:: PROBLEM TO SOLVE ::
For the listing that follows, give again exactly the lines from the one with "const TOAST_TTL: Duration" to the one with "pub fn by_key<'a>(&'a", including both.

:: GIVEN INFORMATION ::

◆ ◆ ◆

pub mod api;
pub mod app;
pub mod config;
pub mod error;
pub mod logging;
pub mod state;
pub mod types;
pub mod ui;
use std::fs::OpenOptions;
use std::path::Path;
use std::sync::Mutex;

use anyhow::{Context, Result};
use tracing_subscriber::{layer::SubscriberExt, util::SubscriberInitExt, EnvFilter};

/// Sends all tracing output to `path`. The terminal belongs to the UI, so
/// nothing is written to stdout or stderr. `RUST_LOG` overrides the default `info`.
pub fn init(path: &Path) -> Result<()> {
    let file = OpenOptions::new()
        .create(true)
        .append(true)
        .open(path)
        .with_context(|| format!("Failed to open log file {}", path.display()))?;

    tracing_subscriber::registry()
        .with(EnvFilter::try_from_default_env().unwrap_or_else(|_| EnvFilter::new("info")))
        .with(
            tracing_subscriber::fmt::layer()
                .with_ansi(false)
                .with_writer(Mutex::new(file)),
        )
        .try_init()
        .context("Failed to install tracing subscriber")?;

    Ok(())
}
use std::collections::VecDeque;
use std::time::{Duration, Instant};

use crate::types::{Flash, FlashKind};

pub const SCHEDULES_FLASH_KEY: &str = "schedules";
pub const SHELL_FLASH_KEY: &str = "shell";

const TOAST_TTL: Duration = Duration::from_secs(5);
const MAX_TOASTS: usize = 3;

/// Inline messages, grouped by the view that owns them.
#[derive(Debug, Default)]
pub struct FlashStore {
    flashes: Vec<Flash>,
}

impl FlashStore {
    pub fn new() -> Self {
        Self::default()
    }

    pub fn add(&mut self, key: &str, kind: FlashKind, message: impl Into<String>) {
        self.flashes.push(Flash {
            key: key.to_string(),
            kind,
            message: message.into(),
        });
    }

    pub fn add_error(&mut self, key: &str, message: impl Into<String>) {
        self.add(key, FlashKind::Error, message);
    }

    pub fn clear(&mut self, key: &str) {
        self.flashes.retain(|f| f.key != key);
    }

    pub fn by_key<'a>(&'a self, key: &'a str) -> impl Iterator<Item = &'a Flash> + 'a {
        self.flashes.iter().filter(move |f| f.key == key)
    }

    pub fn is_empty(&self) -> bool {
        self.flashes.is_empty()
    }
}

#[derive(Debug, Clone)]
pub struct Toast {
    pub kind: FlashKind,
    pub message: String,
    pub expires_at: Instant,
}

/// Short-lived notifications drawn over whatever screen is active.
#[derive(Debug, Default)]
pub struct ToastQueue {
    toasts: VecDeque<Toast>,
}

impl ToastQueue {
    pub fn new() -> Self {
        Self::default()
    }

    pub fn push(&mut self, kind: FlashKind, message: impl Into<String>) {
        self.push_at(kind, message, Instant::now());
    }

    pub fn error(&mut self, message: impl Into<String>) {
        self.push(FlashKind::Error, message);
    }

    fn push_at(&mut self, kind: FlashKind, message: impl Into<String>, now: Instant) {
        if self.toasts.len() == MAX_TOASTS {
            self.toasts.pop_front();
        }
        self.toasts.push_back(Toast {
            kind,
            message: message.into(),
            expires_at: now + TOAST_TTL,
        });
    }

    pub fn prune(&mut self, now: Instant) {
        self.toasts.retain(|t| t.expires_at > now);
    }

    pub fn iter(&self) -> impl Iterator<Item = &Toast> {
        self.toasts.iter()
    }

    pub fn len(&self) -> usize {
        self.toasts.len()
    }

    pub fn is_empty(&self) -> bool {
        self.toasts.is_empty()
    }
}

◆ ◆ ◆

:: ANSWER FOR THE TASK ::
const TOAST_TTL: Duration = Duration::from_secs(5);
const MAX_TOASTS: usize = 3;

/// Inline messages, grouped by the view that owns them.
#[derive(Debug, Default)]
pub struct FlashStore {
    flashes: Vec<Flash>,
}

impl FlashStore {
    pub fn new() -> Self {
        Self::default()
    }

    pub fn add(&mut self, key: &str, kind: FlashKind, message: impl Into<String>) {
        self.flashes.push(Flash {
            key: key.to_string(),
            kind,
            message: message.into(),
        });
    }

    pub fn add_error(&mut self, key: &str, message: impl Into<String>) {
        self.add(key, FlashKind::Error, message);
    }

    pub fn clear(&mut self, key: &str) {
        self.flashes.retain(|f| f.key != key);
    }

    pub fn by_key<'a>(&'a self, key: &'a str) -> impl Iterator<Item = &'a Flash> + 'a {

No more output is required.